[Entries shown]:
//! # Error Types
//!
//! Domain-specific error types for tally-core.
//!
//! ## Error Hierarchy
//! ```text
//! ┌─────────────────────────────────────────────────────────────────────────┐
//! │                         Error Types                                     │
//! │                                                                         │
//! │  tally-core errors (this file)                                         │
//! │  ├── CoreError        - Ledger rule violations                         │
//! │  └── ValidationError  - Input validation failures                      │
//! │                                                                         │
//! │  tally-db errors (separate crate)                                      │
//! │  └── DbError          - Storage / transaction failures                 │
//! │                                                                         │
//! │  tally-ledger errors                                                   │
//! │  └── LedgerError      - What callers see ({kind, message})             │
//! │                                                                         │
//! │  Flow: ValidationError → CoreError → LedgerError ← DbError             │
//! └─────────────────────────────────────────────────────────────────────────┘
//! ```

use thiserror::Error;

// =============================================================================
// Core Error
// =============================================================================

/// Ledger rule violations and lookups that failed against a snapshot.
#[derive(Debug, Error)]
pub enum CoreError {
    /// An entry, product, company or employee does not exist.
    #[error("{entity} not found: {id}")]
    NotFound { entity: String, id: String },

    /// The entry is not in a state that allows the requested operation.
    ///
    /// ## When This Occurs
    /// - Reverting the payment of a pending entry
    /// - Editing a settled entry while settled edits are disabled
    #[error("{entity} {id} is {state}, cannot {operation}")]
    InvalidState {
        entity: String,
        id: String,
        state: String,
        operation: String,
    },

    /// The operation would leave dangling references.
    ///
    /// ## When This Occurs
    /// - Deleting an employee that still has ledger entries
    /// - Deleting a company that still has employees
    /// - Deleting the walk-in company or employee
    #[error("Cannot {operation} {entity} {id}: {reason}")]
    PreconditionFailed {
        entity: String,
        id: String,
        operation: String,
        reason: String,
    },

    /// Validation error (wraps ValidationError).
    #[error("Validation error: {0}")]
    Validation(#[from] ValidationError),
}

impl CoreError {
    pub fn not_found(entity: impl Into<String>, id: impl Into<String>) -> Self {
        CoreError::NotFound {
            entity: entity.into(),
            id: id.into(),
        }
    }

    pub fn invalid_state(
        entity: impl Into<String>,
        id: impl Into<String>,
        state: impl Into<String>,
        operation: impl Into<String>,
    ) -> Self {
        CoreError::InvalidState {
            entity: entity.into(),
            id: id.into(),
            state: state.into(),
            operation: operation.into(),
        }
    }

    pub fn precondition(
        entity: impl Into<String>,
        id: impl Into<String>,
        operation: impl Into<String>,
        reason: impl Into<String>,
    ) -> Self {
        CoreError::PreconditionFailed {
            entity: entity.into(),
            id: id.into(),
            operation: operation.into(),
            reason: reason.into(),
        }
    }
}

// =============================================================================
// Validation Error
// =============================================================================

/// Input validation errors, raised before any ledger rule runs.
#[derive(Debug, Error)]
pub enum ValidationError {
    /// A required field is missing or empty.
    #[error("{field} is required")]
    Required { field: String },

    /// Field value is too long.
    #[error("{field} must be at most {max} characters")]
    TooLong { field: String, max: usize },

    /// Value must be strictly positive.
    #[error("{field} must be positive")]
    MustBePositive { field: String },

    /// Value exceeds the accepted maximum.
    #[error("{field} must be at most {max}")]
    TooLarge { field: String, max: i64 },

    /// Value must be zero or positive.
    #[error("{field} must not be negative")]
    MustNotBeNegative { field: String },

    /// Invalid format (e.g., bad amount string, unknown category).
    #[error("{field} has invalid format: {reason}")]
    InvalidFormat { field: String, reason: String },
}

// =============================================================================
// Result Type Alias
// =============================================================================

/// Convenience type alias for Results with CoreError.
pub type CoreResult<T> = Result<T, CoreError>;

#[cfg(test)]
mod tests {
    use super::*;

    #[test]
    fn test_error_messages() {
        let err = CoreError::invalid_state("Consumption", "con-1", "pending", "revert payment");
        assert_eq!(
            err.to_string(),
            "Consumption con-1 is pending, cannot revert payment"
        );

        let err = CoreError::precondition(
            "Employee",
            "emp-1",
            "delete",
            "3 ledger entries reference it",
        );
        assert_eq!(
            err.to_string(),
            "Cannot delete Employee emp-1: 3 ledger entries reference it"
        );
    }

    #[test]
    fn test_validation_converts_to_core_error() {
        let validation_err = ValidationError::Required {
            field: "items".to_string(),
        };
        assert_eq!(validation_err.to_string(), "items is required");

        let core_err: CoreError = validation_err.into();
        assert!(matches!(core_err, CoreError::Validation(_)));
    }
}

[What you have to do]: Reproduce the whole listing verbatim, leaving every line as it was.

[Answer space]:
//! # Error Types
//!
//! Domain-specific error types for tally-core.
//!
//! ## Error Hierarchy
//! ```text
//! ┌─────────────────────────────────────────────────────────────────────────┐
//! │                         Error Types                                     │
//! │                                                                         │
//! │  tally-core errors (this file)                                         │
//! │  ├── CoreError        - Ledger rule violations                         │
//! │  └── ValidationError  - Input validation failures                      │
//! │                                                                         │
//! │  tally-db errors (separate crate)                                      │
//! │  └── DbError          - Storage / transaction failures                 │
//! │                                                                         │
//! │  tally-ledger errors                                                   │
//! │  └── LedgerError      - What callers see ({kind, message})             │
//! │                                                                         │
//! │  Flow: ValidationError → CoreError → LedgerError ← DbError             │
//! └─────────────────────────────────────────────────────────────────────────┘
//! ```

use thiserror::Error;

// =============================================================================
// Core Error
// =============================================================================

/// Ledger rule violations and lookups that failed against a snapshot.
#[derive(Debug, Error)]
pub enum CoreError {
    /// An entry, product, company or employee does not exist.
    #[error("{entity} not found: {id}")]
    NotFound { entity: String, id: String },

    /// The entry is not in a state that allows the requested operation.
    ///
    /// ## When This Occurs
    /// - Reverting the payment of a pending entry
    /// - Editing a settled entry while settled edits are disabled
    #[error("{entity} {id} is {state}, cannot {operation}")]
    InvalidState {
        entity: String,
        id: String,
        state: String,
        operation: String,
    },

    /// The operation would leave dangling references.
    ///
    /// ## When This Occurs
    /// - Deleting an employee that still has ledger entries
    /// - Deleting a company that still has employees
    /// - Deleting the walk-in company or employee
    #[error("Cannot {operation} {entity} {id}: {reason}")]
    PreconditionFailed {
        entity: String,
        id: String,
        operation: String,
        reason: String,
    },

    /// Validation error (wraps ValidationError).
    #[error("Validation error: {0}")]
    Validation(#[from] ValidationError),
}

impl CoreError {
    pub fn not_found(entity: impl Into<String>, id: impl Into<String>) -> Self {
        CoreError::NotFound {
            entity: entity.into(),
            id: id.into(),
        }
    }

    pub fn invalid_state(
        entity: impl Into<String>,
        id: impl Into<String>,
        state: impl Into<String>,
        operation: impl Into<String>,
    ) -> Self {
        CoreError::InvalidState {
            entity: entity.into(),
            id: id.into(),
            state: state.into(),
            operation: operation.into(),
        }
    }

    pub fn precondition(
        entity: impl Into<String>,
        id: impl Into<String>,
        operation: impl Into<String>,
        reason: impl Into<String>,
    ) -> Self {
        CoreError::PreconditionFailed {
            entity: entity.into(),
            id: id.into(),
            operation: operation.into(),
            reason: reason.into(),
        }
    }
}

// =============================================================================
// Validation Error
// =============================================================================

/// Input validation errors, raised before any ledger rule runs.
#[derive(Debug, Error)]
pub enum ValidationError {
    /// A required field is missing or empty.
    #[error("{field} is required")]
    Required { field: String },

    /// Field value is too long.
    #[error("{field} must be at most {max} characters")]
    TooLong { field: String, max: usize },

    /// Value must be strictly positive.
    #[error("{field} must be positive")]
    MustBePositive { field: String },

    /// Value exceeds the accepted maximum.
    #[error("{field} must be at most {max}")]
    TooLarge { field: String, max: i64 },

    /// Value must be zero or positive.
    #[error("{field} must not be negative")]
    MustNotBeNegative { field: String },

    /// Invalid format (e.g., bad amount string, unknown category).
    #[error("{field} has invalid format: {reason}")]
    InvalidFormat { field: String, reason: String },
}

// =============================================================================
// Result Type Alias
// =============================================================================

/// Convenience type alias for Results with CoreError.
pub type CoreResult<T> = Result<T, CoreError>;

#[cfg(test)]
mod tests {
    use super::*;

    #[test]
    fn test_error_messages() {
        let err = CoreError::invalid_state("Consumption", "con-1", "pending", "revert payment");
        assert_eq!(
            err.to_string(),
            "Consumption con-1 is pending, cannot revert payment"
        );

        let err = CoreError::precondition(
            "Employee",
            "emp-1",
            "delete",
            "3 ledger entries reference it",
        );
        assert_eq!(
            err.to_string(),
            "Cannot delete Employee emp-1: 3 ledger entries reference it"
        );
    }

    #[test]
    fn test_validation_converts_to_core_error() {
        let validation_err = ValidationError::Required {
            field: "items".to_string(),
        };
        assert_eq!(validation_err.to_string(), "items is required");

        let core_err: CoreError = validation_err.into();
        assert!(matches!(core_err, CoreError::Validation(_)));
    }
}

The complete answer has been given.